Stored data
== Segment start ==

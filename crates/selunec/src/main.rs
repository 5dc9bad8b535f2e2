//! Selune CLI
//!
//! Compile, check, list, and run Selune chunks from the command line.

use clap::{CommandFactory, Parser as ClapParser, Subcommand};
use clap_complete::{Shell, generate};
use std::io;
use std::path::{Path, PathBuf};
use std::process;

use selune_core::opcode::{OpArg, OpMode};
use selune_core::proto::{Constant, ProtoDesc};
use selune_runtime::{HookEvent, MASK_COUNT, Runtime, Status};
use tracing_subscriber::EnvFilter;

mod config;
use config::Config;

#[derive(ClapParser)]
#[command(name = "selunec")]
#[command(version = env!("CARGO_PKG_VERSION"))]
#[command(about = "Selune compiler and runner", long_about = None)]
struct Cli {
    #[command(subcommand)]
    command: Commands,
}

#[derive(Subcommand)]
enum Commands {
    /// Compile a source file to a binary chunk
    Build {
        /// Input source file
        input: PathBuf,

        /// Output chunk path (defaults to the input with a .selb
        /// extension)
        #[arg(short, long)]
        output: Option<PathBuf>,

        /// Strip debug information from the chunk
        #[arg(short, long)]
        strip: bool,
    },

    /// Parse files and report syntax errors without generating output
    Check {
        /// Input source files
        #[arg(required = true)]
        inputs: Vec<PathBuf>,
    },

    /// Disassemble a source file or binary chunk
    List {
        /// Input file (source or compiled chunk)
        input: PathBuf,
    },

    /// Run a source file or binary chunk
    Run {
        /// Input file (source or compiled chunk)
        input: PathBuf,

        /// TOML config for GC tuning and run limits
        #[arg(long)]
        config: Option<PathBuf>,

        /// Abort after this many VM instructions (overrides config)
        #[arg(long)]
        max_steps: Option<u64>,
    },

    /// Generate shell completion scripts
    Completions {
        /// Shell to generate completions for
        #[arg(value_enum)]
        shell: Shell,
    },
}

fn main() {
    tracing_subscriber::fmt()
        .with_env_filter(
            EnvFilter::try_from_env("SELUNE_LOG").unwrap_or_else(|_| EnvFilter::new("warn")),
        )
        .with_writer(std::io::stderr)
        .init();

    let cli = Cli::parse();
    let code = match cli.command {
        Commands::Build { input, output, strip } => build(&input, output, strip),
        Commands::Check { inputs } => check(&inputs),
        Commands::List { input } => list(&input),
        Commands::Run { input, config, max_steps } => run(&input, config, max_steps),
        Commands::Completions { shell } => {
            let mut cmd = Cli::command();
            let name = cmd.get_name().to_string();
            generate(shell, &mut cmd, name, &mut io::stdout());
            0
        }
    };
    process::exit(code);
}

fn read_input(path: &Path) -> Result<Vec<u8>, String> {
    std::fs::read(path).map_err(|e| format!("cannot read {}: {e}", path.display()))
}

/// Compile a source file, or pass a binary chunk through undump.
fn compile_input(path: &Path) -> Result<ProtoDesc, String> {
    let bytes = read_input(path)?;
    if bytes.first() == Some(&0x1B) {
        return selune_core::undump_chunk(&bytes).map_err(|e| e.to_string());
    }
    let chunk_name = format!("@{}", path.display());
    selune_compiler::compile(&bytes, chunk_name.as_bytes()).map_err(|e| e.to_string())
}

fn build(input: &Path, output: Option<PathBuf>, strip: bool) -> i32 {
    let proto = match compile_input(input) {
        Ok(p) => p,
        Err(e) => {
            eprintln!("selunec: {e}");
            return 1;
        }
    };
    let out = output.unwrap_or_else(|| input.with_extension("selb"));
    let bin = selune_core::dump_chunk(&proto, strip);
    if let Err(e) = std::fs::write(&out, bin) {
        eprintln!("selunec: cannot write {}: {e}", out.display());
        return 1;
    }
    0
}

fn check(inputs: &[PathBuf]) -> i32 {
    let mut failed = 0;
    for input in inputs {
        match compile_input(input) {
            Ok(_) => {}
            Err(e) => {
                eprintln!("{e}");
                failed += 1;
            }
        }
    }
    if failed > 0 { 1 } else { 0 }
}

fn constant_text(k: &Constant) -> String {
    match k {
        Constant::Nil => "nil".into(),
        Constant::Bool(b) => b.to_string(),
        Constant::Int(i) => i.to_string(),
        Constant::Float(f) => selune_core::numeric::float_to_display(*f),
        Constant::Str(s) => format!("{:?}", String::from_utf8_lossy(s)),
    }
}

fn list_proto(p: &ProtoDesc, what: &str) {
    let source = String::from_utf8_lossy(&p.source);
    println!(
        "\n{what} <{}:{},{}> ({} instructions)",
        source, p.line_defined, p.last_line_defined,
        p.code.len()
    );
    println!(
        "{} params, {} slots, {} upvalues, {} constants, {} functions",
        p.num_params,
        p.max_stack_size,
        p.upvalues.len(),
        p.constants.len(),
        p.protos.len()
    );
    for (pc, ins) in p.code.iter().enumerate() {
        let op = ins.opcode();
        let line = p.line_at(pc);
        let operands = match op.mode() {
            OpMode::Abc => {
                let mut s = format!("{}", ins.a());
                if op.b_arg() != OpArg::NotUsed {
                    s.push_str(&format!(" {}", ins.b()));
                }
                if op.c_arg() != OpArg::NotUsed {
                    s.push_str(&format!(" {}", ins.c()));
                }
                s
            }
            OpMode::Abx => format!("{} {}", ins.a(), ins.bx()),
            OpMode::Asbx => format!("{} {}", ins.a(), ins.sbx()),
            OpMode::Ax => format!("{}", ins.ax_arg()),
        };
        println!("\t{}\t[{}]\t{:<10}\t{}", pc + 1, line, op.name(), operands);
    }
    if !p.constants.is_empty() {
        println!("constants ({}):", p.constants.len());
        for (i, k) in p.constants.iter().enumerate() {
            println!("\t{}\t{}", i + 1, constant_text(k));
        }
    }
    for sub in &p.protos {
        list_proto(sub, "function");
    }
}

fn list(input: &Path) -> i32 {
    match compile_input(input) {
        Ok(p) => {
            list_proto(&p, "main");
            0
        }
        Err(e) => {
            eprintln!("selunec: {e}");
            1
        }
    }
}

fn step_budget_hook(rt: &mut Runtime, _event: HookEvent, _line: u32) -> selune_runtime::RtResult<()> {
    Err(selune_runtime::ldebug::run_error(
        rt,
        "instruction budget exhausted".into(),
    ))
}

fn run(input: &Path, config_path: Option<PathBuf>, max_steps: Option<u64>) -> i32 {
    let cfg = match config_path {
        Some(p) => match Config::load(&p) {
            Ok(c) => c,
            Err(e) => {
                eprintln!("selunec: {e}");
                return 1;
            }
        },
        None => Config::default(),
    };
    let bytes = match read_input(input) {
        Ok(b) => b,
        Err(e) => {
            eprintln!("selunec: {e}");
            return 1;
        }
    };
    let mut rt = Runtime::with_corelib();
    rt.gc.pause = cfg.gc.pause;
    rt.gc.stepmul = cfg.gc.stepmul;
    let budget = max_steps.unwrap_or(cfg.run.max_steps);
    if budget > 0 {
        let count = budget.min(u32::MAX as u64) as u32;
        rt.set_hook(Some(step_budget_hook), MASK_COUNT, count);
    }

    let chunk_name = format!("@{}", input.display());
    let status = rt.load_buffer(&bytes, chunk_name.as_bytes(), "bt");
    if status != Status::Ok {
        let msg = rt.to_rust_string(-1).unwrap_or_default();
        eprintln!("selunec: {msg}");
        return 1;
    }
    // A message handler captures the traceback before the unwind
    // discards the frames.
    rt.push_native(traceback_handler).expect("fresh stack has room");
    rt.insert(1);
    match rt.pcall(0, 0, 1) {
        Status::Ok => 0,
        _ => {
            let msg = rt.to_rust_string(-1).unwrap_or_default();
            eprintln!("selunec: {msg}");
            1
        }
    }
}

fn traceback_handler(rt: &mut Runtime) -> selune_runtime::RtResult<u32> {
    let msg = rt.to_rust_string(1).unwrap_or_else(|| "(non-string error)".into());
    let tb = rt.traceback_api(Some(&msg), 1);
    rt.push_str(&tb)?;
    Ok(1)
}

== Segment end ==
== Segment start ==

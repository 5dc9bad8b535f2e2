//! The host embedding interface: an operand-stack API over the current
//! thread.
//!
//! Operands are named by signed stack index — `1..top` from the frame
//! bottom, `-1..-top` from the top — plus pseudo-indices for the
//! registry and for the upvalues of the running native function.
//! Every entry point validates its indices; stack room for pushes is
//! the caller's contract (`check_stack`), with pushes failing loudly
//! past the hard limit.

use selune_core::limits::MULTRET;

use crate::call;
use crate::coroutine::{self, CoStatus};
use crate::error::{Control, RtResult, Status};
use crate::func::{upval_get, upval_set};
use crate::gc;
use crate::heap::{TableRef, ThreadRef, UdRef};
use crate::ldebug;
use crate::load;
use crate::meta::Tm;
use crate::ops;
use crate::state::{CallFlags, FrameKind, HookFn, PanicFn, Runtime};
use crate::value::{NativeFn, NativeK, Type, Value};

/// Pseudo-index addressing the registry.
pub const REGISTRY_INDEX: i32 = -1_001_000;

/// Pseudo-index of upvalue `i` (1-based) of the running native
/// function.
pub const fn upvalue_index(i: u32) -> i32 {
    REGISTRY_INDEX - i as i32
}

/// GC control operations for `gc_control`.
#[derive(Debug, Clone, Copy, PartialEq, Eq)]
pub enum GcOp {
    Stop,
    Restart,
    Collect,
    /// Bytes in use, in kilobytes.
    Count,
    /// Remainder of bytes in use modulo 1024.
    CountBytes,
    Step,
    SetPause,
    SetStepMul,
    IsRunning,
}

== Segment end ==

Search the records for the word "RtResult" and copy every line where it occurs.

fn step_budget_hook(rt: &mut Runtime, _event: HookEvent, _line: u32) -> selune_runtime::RtResult<()> {
fn traceback_handler(rt: &mut Runtime) -> selune_runtime::RtResult<u32> {
use crate::error::{Control, RtResult, Status};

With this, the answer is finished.